6/16/2012

アート・バーゼル 2012


スイス〜ドイツ美術巡礼の最初の目的地はバーゼル。
2012年の6月14日から17日にかけて開催されたArt Baselに行くためです。




Art Baselとは、1970年代にギャラリストたちが始めた近現代アートのフェア。
つまりギャラリーがそれぞれのブースで作品を紹介し、実際に作品が売買される場所。
毎年4日間の期間中、巨額のお金が動くArt BaselのメインスポンサーはUBS銀行、
世界に数あるアート・フェアのなかでも最も歴史があり、規模も抜きん出ています。

ヴェネツィア・ビエンナーレやアート・バーゼル、ドクメンタetc...
海外の現代アートの祭典は、日本からだと日数も費用もかかるためなかなか行けず、
一体どんな雰囲気なのか、実際に訪れた人がインターネットや雑誌に執筆した
レビューを必死で読んで想像をふくらませていました。

でも今回の留学中は、その気になればヨーロッパならどこにだって行けます。
折しも今年は5年に1回のドクメンタが開かれる年ということで、
アート・バーゼルとあわせて訪れることに。

バーゼルは2回目の訪問なので安心です。




滞在中、バーゼル市立美術館も訪れました。
ホルバインの《死せるキリスト》が所蔵されていることで有名。



時代や地域ごとに落ち着いた色合いの壁で統一された展示室。
19世紀の室内装飾を取り入れ、床から数十センチのところまでは木目張り。



ホルバインはもちろん、クラナッハの聖母子像や
グリューネヴァルトの磔形図も見所だと思います。


アート・バーゼルの会場は、駅からは少し離れたところにあり、
巨大な展示会場Messe BaselのHall1と2の二つの建物になります。

Hall1は、Art Unlimitedの名のもとに、
大型インスタレーションや映像を中心とした
現代アートの展覧会が開かれます。

今年はNew Yorkを拠点に活動するGianni Jetzer氏がキュレーションを務め、
61の作品が集められました。



Damian Ortega, Architecture Without Architects, 2010  
私的な空間を覆う壁や床や天井を取り去り、家具と扉を本来あるべき位置に
吊るすことで、日常を非日常へと変貌させる作品。

Jitish Kallat, Epilogue, 2010-2011
作家の父親が生まれてから死ぬまでの月の満ち欠けを、インドのrotiというパンで
表した写真作品。

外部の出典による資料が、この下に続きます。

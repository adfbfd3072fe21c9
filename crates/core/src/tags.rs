//! Permissive head tag extraction.
//!
//! This is not an HTML parser. It exposes the tags of a head fragment to island
//! consumers with a single scan and accepts the following limitations:
//! unquoted or single-quoted attribute values are skipped, and a `>` inside an
//! attribute value ends the tag early.

use std::sync::LazyLock;

use regex::Regex;
use serde::ser::{Serialize, SerializeMap, Serializer};

static HTML_TAG_RE: LazyLock<Regex> = LazyLock::new(|| {
    Regex::new(r"<(?P<tag>[a-z][a-z0-9]*)(?P<raw_attrs>\s[^>]*)>").expect("valid tag regex")
});

static HTML_TAG_ATTR_RE: LazyLock<Regex> = LazyLock::new(|| {
    Regex::new(r#"(?P<name>[a-z][a-z0-9_:-]*)="(?P<value>[^"]*)""#).expect("valid attr regex")
});

/// Attributes of an extracted tag, in source order.
///
/// Serializes as a JSON object. A repeated attribute keeps its first position
/// and its last value.
#[derive(Debug, Clone, Default, PartialEq, Eq)]
pub struct HtmlAttrs(Vec<(String, String)>);

impl HtmlAttrs {
    pub fn new() -> Self {
        Self::default()
    }

    pub fn insert(&mut self, name: impl Into<String>, value: impl Into<String>) {
        let name = name.into();
        let value = value.into();
        match self.0.iter_mut().find(|(existing, _)| *existing == name) {
            Some((_, slot)) => *slot = value,
            None => self.0.push((name, value)),
        }
    }

    pub fn get(&self, name: &str) -> Option<&str> {
        self.0
            .iter()
            .find(|(existing, _)| existing == name)
            .map(|(_, value)| value.as_str())
    }

    pub fn len(&self) -> usize {
        self.0.len()
    }

    pub fn is_empty(&self) -> bool {
        self.0.is_empty()
    }

    pub fn iter(&self) -> impl Iterator<Item = (&str, &str)> {
        self.0.iter().map(|(name, value)| (name.as_str(), value.as_str()))
    }
}

impl Serialize for HtmlAttrs {
    fn serialize<S: Serializer>(&self, serializer: S) -> Result<S::Ok, S::Error> {
        let mut map = serializer.serialize_map(Some(self.0.len()))?;
        for (name, value) in &self.0 {
            map.serialize_entry(name, value)?;
        }
        map.end()
    }
}

/// A `(tagName, attributes)` pair. Serializes as a two-element JSON array.
#[derive(Debug, Clone, PartialEq, Eq, serde::Serialize)]
pub struct HtmlTag(pub String, pub HtmlAttrs);

impl HtmlTag {
    pub fn name(&self) -> &str {
        &self.0
    }

    pub fn attrs(&self) -> &HtmlAttrs {
        &self.1
    }
}

/// Extract opening tags and their `name="value"` attributes from a head fragment.
///
/// Closing tags, self-closing tags and tags without attributes are not
/// reported.
pub fn extract_html_tags(html: &str) -> Vec<HtmlTag> {
    HTML_TAG_RE
        .captures_iter(html)
        .filter(|caps| !caps["raw_attrs"].trim_end().ends_with('/'))
        .map(|caps| {
            let mut attrs = HtmlAttrs::new();
            for attr in HTML_TAG_ATTR_RE.captures_iter(&caps["raw_attrs"]) {
                attrs.insert(&attr["name"], &attr["value"]);
            }
            HtmlTag(caps["tag"].to_string(), attrs)
        })
        .collect()
}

長い通路に2万2千個もの月が並んでいました。

Robert Morris, Untitled (Scatter Piece), 1969
1969年のLeo Castelli Gallery、Institut of Contemporary Art in Philadelphiaで過去に展示された
インスタレーションを、モリスが2010年にドローイングを元に再制作したもの。
切り刻まれた布や金属が床に散らばり、その間を縫うように歩くことができます。

Ragnar Kjartansson, The End-Venezia, 2009
2009年のヴェネツィア・ビエンナーレの際に6ヶ月を費やして制作された144点の人物画。
継続的なパフォーマンスとして行われた絵画制作、展示も時系列になっているそう。

Alicja Kwade, In Circles, 2012
様々なマテリアルを円状に並べたインスタレーション。

ひとりふらっとやって来た日本人としては、島袋さんのFish and Chipsが
出品されていてほっこりしました。青緑色の中に漂う白くまるいもの....
何かな〜と眺めていると何とジャガイモなのです。
それを魚が追いかけているという映像。
そこはかとなく詩的で、タイトルを思い出して思わず笑みがこぼれる作品。
ワタリウムの展覧会がなつかしいなぁ。

ちなみにArt Unlimitedの作品も購入することもできるようですが、
買った後の設置場所や管理がうんと大変そう...。

Hall2はギャラリーのブースが並ぶアート・フェア会場。
広さが半端ではありません...1日目でまだまだ元気だったはずなのに、
数時間で足が棒になってしまいました。会場の混雑もなかなかのもの。


今年の最も高い作品はロスコの$78 million (約60億円)だったようで、
この作品だけ警備員の方が張り付いていましたが、
会場全体を見るとやはり現在Pompidouで個展開催中のリヒターの作品が多かったです。


欧州が経済危機に揺れるいま、一体どれほどの作品が売れたのかは分かりませんが、
UBS銀行が支えるArt Baselはまだまだ活気があるように私の眼には映りました。

2日目は街はずれのユースホテルに泊まり、
朝早く散歩に出かけて、可愛らしい家並みを満喫しました。







パリからたった3時間のバーゼル、また面白い展覧会があれば足を運んでしまいそうです。